= Asynchronous Layered Coding =

Asynchronous Layered Coding (ALC) is an Internet protocol for content delivery in a reliable, massively scalable, multiple-rate, and congestion-controlled manner. Specified in RFC 5775, it is an IETF proposed standard.

The protocol
is specifically designed to provide massive scalability using IP
multicast as the underlying network service. Massive scalability in
this context means the number of concurrent receivers for an object
is potentially in the millions, the aggregate size of objects to be
delivered in a session ranges from hundreds of kilobytes to hundreds
of gigabytes, each receiver can initiate reception of an object
asynchronously, the reception rate of each receiver in the session is
the maximum fair bandwidth available between that receiver and the
sender, and all of this can be supported using a single sender.

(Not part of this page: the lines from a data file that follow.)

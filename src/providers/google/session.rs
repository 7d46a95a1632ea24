//! The OAuth token file a profile points at, refreshed when expired.

use std::path::{Path, PathBuf};

use anyhow::{Context, Result};
use chrono::{DateTime, Datelike, Duration, Utc};
use serde::{Deserialize, Serialize};
use tracing::{info, warn};

use crate::config::OAuthClient;

const TOKEN_URL: &str = "https://oauth2.googleapis.com/token";

/// Token file contents, in the usual OAuth2 token layout.
#[derive(Debug, Clone, Serialize, Deserialize, PartialEq)]
pub struct TokenData {
    pub access_token: String,
    #[serde(default = "default_token_type")]
    pub token_type: String,
    #[serde(default)]
    pub refresh_token: String,
    #[serde(default, skip_serializing_if = "Option::is_none")]
    pub expiry: Option<DateTime<Utc>>,
}

fn default_token_type() -> String {
    "Bearer".to_string()
}

impl TokenData {
    /// Tokens with no expiry (or the zero expiry) are treated as valid.
    pub fn is_expired(&self, now: DateTime<Utc>) -> bool {
        match self.expiry {
            Some(expiry) if expiry.year() > 1 => now >= expiry,
            _ => false,
        }
    }
}

pub struct Session {
    path: PathBuf,
    data: TokenData,
}

impl Session {
    /// Load the token file, refreshing it first if it has expired and
    /// the profile carries client credentials.
    pub async fn load_valid(path: &Path, oauth_client: Option<&OAuthClient>) -> Result<Self> {
        let mut session = Self::load(path)?;

        if session.data.is_expired(Utc::now()) {
            match oauth_client {
                Some(client) if !session.data.refresh_token.is_empty() => {
                    session.refresh(client).await?;
                }
                _ => warn!(
                    "Access token in {} has expired and cannot be refreshed without client_id/client_secret",
                    path.display()
                ),
            }
        }

        Ok(session)
    }

    fn load(path: &Path) -> Result<Self> {
        if !path.exists() {
            anyhow::bail!("Token file {} not found!", path.display());
        }

        let contents = std::fs::read_to_string(path)
            .with_context(|| format!("Failed to read token file {}", path.display()))?;

        let data: TokenData = serde_json::from_str(&contents)
            .with_context(|| format!("Failed to parse token file {}", path.display()))?;

        Ok(Session {
            path: path.to_path_buf(),
            data,
        })
    }

    pub fn access_token(&self) -> &str {
        &self.data.access_token
    }

    fn save(&self) -> Result<()> {
        let contents =
            serde_json::to_string_pretty(&self.data).context("Failed to serialize token")?;

        std::fs::write(&self.path, contents)
            .with_context(|| format!("Failed to write token to {}", self.path.display()))?;

        // Set to owner-only (0600) since file contains OAuth tokens:
        #[cfg(unix)]
        {
            use std::os::unix::fs::PermissionsExt;
            std::fs::set_permissions(&self.path, std::fs::Permissions::from_mode(0o600))
                .with_context(|| format!("Failed to set permissions on {}", self.path.display()))?;
        }

        Ok(())
    }

    async fn refresh(&mut self, client: &OAuthClient) -> Result<()> {
        info!("Access token expired, refreshing");

        let response = reqwest::Client::new()
            .post(TOKEN_URL)
            .form(&[
                ("client_id", client.client_id.as_str()),
                ("client_secret", client.client_secret.as_str()),
                ("refresh_token", self.data.refresh_token.as_str()),
                ("grant_type", "refresh_token"),
            ])
            .send()
            .await
            .context("Failed to send token refresh request")?;

        if !response.status().is_success() {
            let status = response.status();
            let error_text = response.text().await.unwrap_or_default();
            anyhow::bail!("Failed to refresh token: HTTP {} - {}", status, error_text);
        }

        #[derive(Deserialize)]
        struct RefreshResponse {
            access_token: String,
            expires_in: i64,
            #[serde(default)]
            refresh_token: Option<String>,
        }

        let refreshed: RefreshResponse = response
            .json()
            .await
            .context("Failed to parse token refresh response")?;

        self.data.access_token = refreshed.access_token;
        self.data.expiry = Some(Utc::now() + Duration::seconds(refreshed.expires_in));
        // Google typically doesn't return a new refresh_token on refresh
        if let Some(token) = refreshed.refresh_token.filter(|t| !t.is_empty()) {
            self.data.refresh_token = token;
        }
        self.save()?;

        Ok(())
    }
}

#[cfg(test)]
mod tests {
    use super::*;
    use chrono::TimeZone;

    #[test]
    fn test_parse_oauth2_token_file() {
        let json = r#"{
            "access_token": "ya29.abc",
            "token_type": "Bearer",
            "refresh_token": "1//refresh",
            "expiry": "2025-03-20T15:00:00Z"
        }"#;
        let data: TokenData = serde_json::from_str(json).unwrap();

        assert_eq!(data.access_token, "ya29.abc");
        assert_eq!(data.refresh_token, "1//refresh");
        assert_eq!(data.expiry, Some(Utc.with_ymd_and_hms(2025, 3, 20, 15, 0, 0).unwrap()));
    }

    #[test]
    fn test_expiry() {
        let mut data: TokenData = serde_json::from_str(r#"{"access_token": "t"}"#).unwrap();
        let now = Utc.with_ymd_and_hms(2025, 3, 20, 15, 0, 0).unwrap();
        assert_eq!(data.token_type, "Bearer");
        assert!(!data.is_expired(now));

        data.expiry = Some(now - Duration::minutes(1));
        assert!(data.is_expired(now));

        data.expiry = Some(now + Duration::minutes(1));
        assert!(!data.is_expired(now));

        // The zero time means "never expires"
        data.expiry = Some(Utc.with_ymd_and_hms(1, 1, 1, 0, 0, 0).unwrap());
        assert!(!data.is_expired(now));
    }

    #[tokio::test]
    async fn test_load_valid_without_refresh() {
        let dir = tempfile::tempdir().unwrap();
        let path = dir.path().join("token.json");
        std::fs::write(&path, r#"{"access_token": "ya29.abc"}"#).unwrap();

        let session = Session::load_valid(&path, None).await.unwrap();
        assert_eq!(session.access_token(), "ya29.abc");
    }

    #[tokio::test]
    async fn test_load_missing_token_file() {
        let dir = tempfile::tempdir().unwrap();
        let result = Session::load_valid(&dir.path().join("nope.json"), None).await;
        assert!(result.is_err());
    }
}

Because ALC is focused on reliable content delivery, the goal is to
deliver objects as quickly as possible to each receiver while at the
same time remaining network friendly to competing traffic. Thus, the
congestion control used in conjunction with ALC should strive to
maximize use of available bandwidth between receivers and the sender
while at the same time backing off aggressively in the face of
competing traffic.

The sender side of ALC consists of generating packets based on
objects to be delivered within the session and sending the
appropriately formatted packets at the appropriate rates to the
channels associated with the session. The receiver side of ALC
consists of joining appropriate channels associated with the session,
performing congestion control by adjusting the set of joined channels
associated with the session in response to detected congestion, and
using the packets to reliably reconstruct objects. All information
flow in an ALC session is in the form of data packets sent by a
single sender to channels that receivers join to receive data.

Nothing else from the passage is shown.